There's a particular kind of grief that society doesn't know what to do with. No death notice. No funeral. Often no public acknowledgment at all — just a quiet, private devastation that the person carries while the world keeps moving at full speed. Miscarriage is estimated to affect roughly one in four known pregnancies, which means it's one of the most common losses people experience, and also one of the most invisible ones.
Grief researchers call this 'disenfranchised grief' — loss that society doesn't formally recognize or support, which means the person grieving it also receives almost none of the rituals that help people through other kinds of loss. No casseroles appearing at the door. No cards from colleagues. Often, no one at work even knows. The result is that many people who have experienced a miscarriage describe feeling not only devastated but also deeply alone in that devastation.
When you show up — with a message, a visit, or something physical — you're doing something that most people around them are too uncertain to do. You're naming the loss as real. That matters more than whatever object you bring.
Research on bereavement support consistently shows that social support drops sharply after the first two weeks. The period between three and eight weeks after a loss is where isolation hits hardest — and where continued contact is rarest. For miscarriage specifically, this gap is wider, because the initial support was often smaller to begin with. A message at week four isn't late. It's exactly on time.
The partner's grief is almost entirely invisible. Partners experience real loss and receive almost no acknowledgment — gender role expectations push many to suppress grief to 'be strong' for their partner, which compounds isolation. A gift addressed specifically to the partner — even just a message saying 'I know this is hard for you too' — is something most people never think to do. It matters.
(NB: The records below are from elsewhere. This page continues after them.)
use std::path::PathBuf;

use anyhow::Result;
use thiserror::Error;
use tracing::{info, instrument};

use crate::{
    config::PlaylistConfig,
    playlist,
    token::TokenRecord,
    writer,
    xtream::{fetch_categories, fetch_channels},
};

/// Conditions that stop a run before anything is written
#[derive(Debug, Error, PartialEq, Eq)]
pub enum PipelineError {
    #[error("No categories fetched")]
    NoCategories,
    #[error("No channels fetched")]
    NoChannels,
}

/// Where a run leaves its results
#[derive(Debug, Clone)]
pub struct Outputs {
    pub playlist: PathBuf,
    pub token: PathBuf,
}

#[derive(Debug, Clone)]
pub struct RunSummary {
    pub categories: usize,
    pub channels: usize,
    pub accepted: usize,
    pub skipped: usize,
    pub token: TokenRecord,
}

/// Fetches, filters and writes one playlist along with its token record
///
/// Both files are left untouched unless categories and channels were fetched.
///
/// # Errors
/// * [`PipelineError`] when upstream returned nothing
/// * If either output file cannot be written
#[instrument(skip(client, base_url, config))]
pub async fn run(
    client: &reqwest::Client,
    base_url: &str,
    config: &PlaylistConfig,
    outputs: &Outputs,
) -> Result<RunSummary> {
    let token = TokenRecord::generate();
    info!("Token generated");

    let categories = fetch_categories(client, base_url).await;
    let channels = fetch_channels(client, base_url).await;

    if categories.is_empty() {
        return Err(PipelineError::NoCategories.into());
    }
    if channels.is_empty() {
        return Err(PipelineError::NoChannels.into());
    }
    info!(
        "Fetched {} categories and {} channels",
        categories.len(),
        channels.len()
    );

    let built = playlist::build(&channels, &categories, &token, config);

    token.persist(&outputs.token).await?;
    writer::write(&outputs.playlist, &built.text).await?;
    info!(
        "Playlist written to {:?} with {} channels",
        outputs.playlist, built.accepted
    );

    Ok(RunSummary {
        categories: categories.len(),
        channels: channels.len(),
        accepted: built.accepted,
        skipped: built.skipped,
        token,
    })
}
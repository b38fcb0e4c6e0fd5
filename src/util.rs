use std::time::Duration;

use anyhow::{Context, Result};
use reqwest::header::{HeaderMap, HeaderValue, USER_AGENT};

/// The upstream panel only answers clients that look like the Android player
pub const MOBILE_USER_AGENT: &str = "Dalvik/2.1.0 (Linux; Android 10)";

/// Upper bound for a whole request, connect included
pub const REQUEST_TIMEOUT: Duration = Duration::from_secs(15);

/// Builds the HTTP client used against the Xtream API
///
/// # Errors
/// Errors when the TLS backend cannot be initialized
pub fn init_http_client() -> Result<reqwest::Client> {
    let mut headers = HeaderMap::new();
    headers.insert(USER_AGENT, HeaderValue::from_static(MOBILE_USER_AGENT));

    reqwest::Client::builder()
        .default_headers(headers)
        .timeout(REQUEST_TIMEOUT)
        .build()
        .context("Building HTTP client")
}

/// Trims a string, returning `None` if nothing is left afterward
pub fn non_empty_trimmed(value: Option<&str>) -> Option<&str> {
    value.map(str::trim).filter(|v| !v.is_empty())
}
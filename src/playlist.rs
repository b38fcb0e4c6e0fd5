use std::collections::{BTreeMap, BTreeSet, HashMap};

use chrono::{DateTime, FixedOffset};
use indoc::formatdoc;
use serde::Deserialize;
use serde_json::Value;
use tracing::{debug, info, instrument, warn};

use crate::{
    config::PlaylistConfig,
    token::TokenRecord,
    util::non_empty_trimmed,
    xtream::{Category, Channel},
};

/// Asia/Dhaka, which has no DST
const BD_UTC_OFFSET_SECS: i32 = 6 * 3600;
const INTRO_GROUP: &str = "Intro";

/// Rendered playlist along with how the fetched channels were classified
#[derive(Debug, Clone, PartialEq, Eq)]
pub struct BuiltPlaylist {
    pub text: String,
    pub accepted: usize,
    pub skipped: usize,
}

#[derive(Debug, Clone, Copy, PartialEq, Eq)]
enum Rejection {
    Malformed,
    NotAllowed,
    UnknownCategory,
    MissingName,
    MissingStreamId,
}

#[derive(Debug, Clone, PartialEq, Eq)]
struct Entry {
    name: String,
    logo: String,
    stream_id: String,
}

/// Builds the M3U playlist out of raw `get_live_streams` / `get_live_categories` records
///
/// Every channel is either accepted or skipped, so `accepted + skipped == channels.len()`.
/// Groups come out sorted by category name, channels keep their fetch order inside a group.
#[instrument(skip_all, fields(channels = channels.len(), categories = categories.len()))]
pub fn build(
    channels: &[Value],
    categories: &[Value],
    token: &TokenRecord,
    config: &PlaylistConfig,
) -> BuiltPlaylist {
    let index = category_index(categories);

    let mut groups: BTreeMap<&str, Vec<Entry>> = BTreeMap::new();
    let mut skipped = 0;
    for (position, record) in channels.iter().enumerate() {
        match classify(record, &index, &config.allow_list) {
            Ok((category_name, entry)) => groups.entry(category_name).or_default().push(entry),
            Err(reason) => {
                debug!("Skipping channel #{position}: {reason:?}");
                skipped += 1;
            }
        }
    }
    let accepted = channels.len() - skipped;
    info!(
        "Processed {} channels, selected {accepted}, skipped {skipped}",
        channels.len()
    );

    let mut lines = vec![banner(token, config, accepted, skipped)];
    lines.push(extinf(&config.intro.name, &config.intro.logo, INTRO_GROUP));
    lines.push(config.intro.url.clone());

    for (category_name, entries) in &groups {
        lines.push(format!("# 🟢 {category_name} ({} channels)", entries.len()));
        for entry in entries {
            lines.push(extinf(&entry.name, &entry.logo, category_name));
            lines.push(format!(
                "{}?id={}&token={}",
                config.proxy_base, entry.stream_id, token.token
            ));
        }
    }

    BuiltPlaylist {
        text: lines.join("\n"),
        accepted,
        skipped,
    }
}

/// `category_id` -> `category_name`, later duplicates win
fn category_index(categories: &[Value]) -> HashMap<String, String> {
    let mut index = HashMap::with_capacity(categories.len());
    for record in categories {
        match Category::deserialize(record) {
            Ok(category) => {
                index.insert(category.category_id, category.category_name);
            }
            Err(e) => warn!("Ignoring unreadable category record: {e}"),
        }
    }
    index
}

fn classify<'a>(
    record: &Value,
    index: &'a HashMap<String, String>,
    allow_list: &BTreeSet<String>,
) -> Result<(&'a str, Entry), Rejection> {
    let channel = Channel::deserialize(record).map_err(|_| Rejection::Malformed)?;

    let category_id = channel.category_id.as_deref().unwrap_or_default();
    if !allow_list.contains(category_id) {
        return Err(Rejection::NotAllowed);
    }
    let category_name = index
        .get(category_id)
        .map(String::as_str)
        .ok_or(Rejection::UnknownCategory)?;

    let name = non_empty_trimmed(channel.name.as_deref()).ok_or(Rejection::MissingName)?;
    let stream_id =
        non_empty_trimmed(channel.stream_id.as_deref()).ok_or(Rejection::MissingStreamId)?;

    Ok((
        category_name,
        Entry {
            name: name.to_string(),
            logo: channel.stream_icon.as_deref().map(str::trim).unwrap_or_default().to_string(),
            stream_id: stream_id.to_string(),
        },
    ))
}

fn extinf(name: &str, logo: &str, group: &str) -> String {
    format!(r#"#EXTINF:-1 tvg-id="" tvg-name="{name}" tvg-logo="{logo}" group-title="{group}",{name}"#)
}

fn banner(token: &TokenRecord, config: &PlaylistConfig, accepted: usize, skipped: usize) -> String {
    // Should never panic, the offset is well within a day
    let bd = FixedOffset::east_opt(BD_UTC_OFFSET_SECS).unwrap();
    let updated = DateTime::from_timestamp(token.generated_at, 0)
        .unwrap_or_default()
        .with_timezone(&bd)
        .format("%Y-%m-%d %H:%M:%S");

    formatdoc!(
        "
        #EXTM3U
        # 📦 {title}
        # ⏰ BD Updated time: {updated}
        # 🔄 Updated hourly — Total channels: {accepted}
        # 🎯 Selected categories: {selected}
        # 📊 Skipped: {skipped}
        # 🔁 Each stream link uses token validation
        # 🌐 @ Credit: {credit}",
        title = config.title,
        updated = updated,
        accepted = accepted,
        selected = config.allow_list.len(),
        skipped = skipped,
        credit = config.credit,
    )
}
use std::sync::{Arc, Mutex};

use tokio::{
    io::{AsyncBufReadExt, AsyncWriteExt, BufReader},
    net::TcpListener,
};

/// A very hacky `player_api.php` stand-in
///
/// Serves canned `(action, status, body)` answers on a random local port until the
/// test runtime shuts down. Unknown actions get a 404.
pub struct MockPanel {
    pub base_url: String,
    requests: Arc<Mutex<Vec<String>>>,
}

impl MockPanel {
    pub async fn start(routes: &[(&str, u16, &str)]) -> Self {
        let listener = TcpListener::bind("127.0.0.1:0").await.unwrap();
        let addr = listener.local_addr().unwrap();
        let routes: Vec<(String, u16, String)> = routes
            .iter()
            .map(|(action, status, body)| ((*action).to_string(), *status, (*body).to_string()))
            .collect();
        let requests = Arc::new(Mutex::new(Vec::new()));

        {
            let requests = requests.clone();
            tokio::spawn(async move {
                loop {
                    let Ok((mut stream, _)) = listener.accept().await else {
                        return;
                    };

                    let mut reader = BufReader::new(&mut stream);
                    let mut head = String::new();
                    loop {
                        let mut line = String::new();
                        if reader.read_line(&mut line).await.unwrap_or(0) == 0 || line == "\r\n" {
                            break;
                        }
                        head.push_str(&line);
                    }

                    let (status, body) = routes
                        .iter()
                        .find(|(action, _, _)| {
                            head.lines()
                                .next()
                                .is_some_and(|l| l.contains(&format!("action={action} ")))
                        })
                        .map_or((404, String::new()), |(_, s, b)| (*s, b.clone()));
                    requests.lock().unwrap().push(head);

                    let response = format!(
                        "HTTP/1.1 {status} Mock\r\ncontent-type: application/json\r\ncontent-length: {}\r\nconnection: close\r\n\r\n{body}",
                        body.len()
                    );
                    stream.write_all(response.as_bytes()).await.ok();
                    stream.shutdown().await.ok();
                }
            });
        }

        Self {
            base_url: format!("http://{addr}/player_api.php?username=u&password=p"),
            requests,
        }
    }

    /// Request heads received so far, request line first
    pub fn requests(&self) -> Vec<String> {
        self.requests.lock().unwrap().clone()
    }
}
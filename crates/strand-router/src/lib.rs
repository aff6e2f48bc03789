//! Strand Router - URL Matching and History Synchronization
//!
//! A client-side URL router on the strand subscription contract:
//!
//! - [`RoutePattern`]: `/`-delimited path templates (`/users/:id`) parsed
//!   once at registration into tagged literal/parameter segments.
//! - [`Router`]: registration-ordered route table, specificity-then-recency
//!   match resolution, atomic [`RouterState`] snapshots, and change
//!   notification through an [`Observer`](strand_core::Observer).
//! - [`HistoryDriver`]: the host's location/history facility as an injected
//!   dependency, never an ambient global - [`MemoryHistory`] is the
//!   in-process driver used by tests and headless hosts.
//!
//! # Data Flow
//!
//! ```text
//! push(url) ──────────────┐
//!                         ├─> resolve(location) -> swap Arc<RouterState> -> notify
//! back/forward (driver) ──┘
//! ```
//!
//! Programmatic navigation and externally triggered navigation converge on
//! the same resolution path, so the same URL always yields the same
//! `RouterState`. A URL no pattern matches resolves to the "not found"
//! state - a value, not an error.

#![forbid(unsafe_code)]

pub mod history;
pub mod pattern;
pub mod query;
pub mod router;

pub use history::{HistoryDriver, MemoryHistory};
pub use pattern::{PatternError, RoutePattern, Segment};
pub use query::{parse_query, percent_decode_lossy};
pub use router::{RouteEntry, Router, RouterState};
If you know the baby had a name — some parents name very early losses — using it once, gently, in a note or message is one of the most quietly powerful things you can do. It acknowledges the reality that the baby existed in her mind and heart, even if not in the world. If you don't know, don't guess. Just acknowledge the loss directly: 'I'm so sorry about your baby.'
In Ireland, grief has a strong communal tradition — the wake, the gathering, the telling of stories alongside tears. Food and physical presence are the expected gestures, and reaching out directly is the norm rather than the exception. In the UK, grief tends to be more private; a written note or card often lands better than an unannounced visit. In Germany and the Netherlands, direct acknowledgment is valued over euphemism — a clear, warm message ('I'm so sorry for your loss') is better received than something vague. Across all four countries, the gap between what bereaved people need and what they actually receive is the same: ongoing contact, not just the first-week response.
Where to shop
We picked these retailers because they carry products that fit this guide. Click any shop to preview what they offer.
Sals Forever Flowers
KeepsakesAward-winning flower preservation specialists. Wedding bouquets, funeral tributes, and memorial flowers transformed into lasting resin keepsakes and custom jewellery.
UK, Ireland
Browse Sals Forever FlowersScottish Fine Soaps
Beauty & FragrancePremium Scottish soap and bath gift sets, handcrafted since 1974. Luxurious fragrances in beautifully packaged collections that ship worldwide.
Ships across Europe
Bookshop.org
BooksIndependent bookshop network supporting local bookstores across the UK. Every purchase puts money back into high-street bookselling.
UK, Ireland
Be.Green Plant Design
Flowers & PlantsFrench plant shop delivering living gifts across 14 European countries. Indoor plants, terrariums, and botanical sets that grow with the relationship.
Ships across Europe
Questions people ask
How much should I spend on a gift after a miscarriage?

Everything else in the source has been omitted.